Since any given ticket had no idea about alerts which were linked to it, you could do things which would effectively orphan an alert. For instance, you could just close the ticket. It didn't know so it didn't care, and nothing would stop you.

So now you had an alert console which showed an alert, but it showed a ticket attached, so naturally there's no reason to worry about it, right? Whoever owns that ticket must be working on it.

Of course, then you'd go and look and find out that the actual ticket is sitting there in some dead state and the customer's service has been down the whole time. Sometimes this would go on for hours, or even days, if I had been off for a while.

Why do I mention myself in this? Well, as it turned out, nobody else really ever looked at these things to find alerts attached to closed tickets. When I was busy with other things or otherwise wasn't available to watch things, they just rotted.

After a while of this, I realized that something had to change. The system was designed to be insanely flexible, and you could tell it to do lots of things. The problem is that it would follow what you wanted and it could get into a bunch of nonsensical states. There were hardly any guard rails to keep you from going off the road.

Then it hit me: the system was designed by smart people for smart people. The average intelligence at the company had been nose-diving for a while now, and more and more problems of this sort were becoming apparent. I figured that the proposals being kicked around to replace the in-house systems with some horrible shrinkwrap that would only work in IE on Windows might actually make sense.

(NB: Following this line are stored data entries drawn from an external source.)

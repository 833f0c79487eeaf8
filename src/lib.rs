//! Gmail Metadata Search
//!
//! Local-first regex search over Gmail message metadata. Subjects, senders and
//! receive times are cached in SQLite; every search first reconciles the
//! requested date range with the server, fetching only what the cache lacks,
//! then matches against the cache.
//!
//! # Overview
//!
//! - **Authentication**: IMAP login with an app password
//! - **Fetching**: chunked, paced and retried metadata retrieval
//! - **Store**: append-only SQLite cache keyed by message id
//! - **Sync**: gap-only reconciliation of one date range
//! - **Query**: case-insensitive regex over subject and sender
//!
//! # Example Usage
//!
//! ```no_run
//! use chrono::Utc;
//! use gmail_search::{auth, Credentials, Config, FetchPolicy, Matcher, MetadataStore, NoProgress, QueryEngine, SyncRange};
//!
//! #[tokio::main]
//! async fn main() -> anyhow::Result<()> {
//!     let config = Config::load(".gmail-search/config.toml".as_ref()).await?;
//!     let matcher = Matcher::compile("canadabooks")?;
//!
//!     let credentials = Credentials::new("me@gmail.com", "app password");
//!     let mut session = auth::authenticate(&config, &credentials).await?;
//!
//!     let store = MetadataStore::open(&config.cache.path)?;
//!     let mut engine = QueryEngine::new(store, FetchPolicy::from_config(&config));
//!     let range = SyncRange::last_days(365, Utc::now());
//!
//!     let outcome = engine.search(&mut session, &matcher, &range, &NoProgress).await?;
//!     for record in outcome.records {
//!         println!("{}  {}  {}", record.received_at, record.subject, record.web_link);
//!     }
//!     Ok(())
//! }
//! ```
//!
//! # Module Organization
//!
//! - [`auth`] - IMAP login and credentials
//! - [`client`] - Mailbox session trait and the IMAP implementation
//! - [`cli`] - Command-line interface and command orchestration
//! - [`config`] - Configuration management
//! - [`error`] - Error types and result aliases
//! - [`fetcher`] - Chunked remote fetching with retries
//! - [`models`] - Message records, date ranges and web links
//! - [`query`] - Pattern matching and the query engine
//! - [`rate_limiter`] - Spacing between remote requests
//! - [`store`] - SQLite metadata cache
//! - [`sync`] - Reconciliation of the cache with the server

pub mod auth;
pub mod cli;
pub mod client;
pub mod config;
pub mod error;
pub mod fetcher;
pub mod models;
pub mod query;
pub mod rate_limiter;
pub mod store;
pub mod sync;

pub use auth::Credentials;
pub use client::{ImapSession, MailboxSession};
pub use config::Config;
pub use error::{Result, SearchError};
pub use fetcher::{ChunkOutcome, FetchOutcome, FetchPolicy, RemoteFetcher};
pub use models::{MessageRecord, SyncRange};
pub use query::{Matcher, QueryEngine, SearchOutcome};
pub use store::MetadataStore;
pub use sync::{NoProgress, ProgressReporter, Reconciler, SyncReport};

Sure, those systems can be horribly restrictive, but when you're purposely going out of your way to bring in cheaper people who can't handle things by themselves, what else are you going to do? Limit their options and you can probably limit the damage they can do. Of course, you might also create more messes by doing this, but as they say, "that's someone else's problem".

I'm not convinced this saves any money, but it does let a bunch of silly business people check off a few goals every quarter and look useful.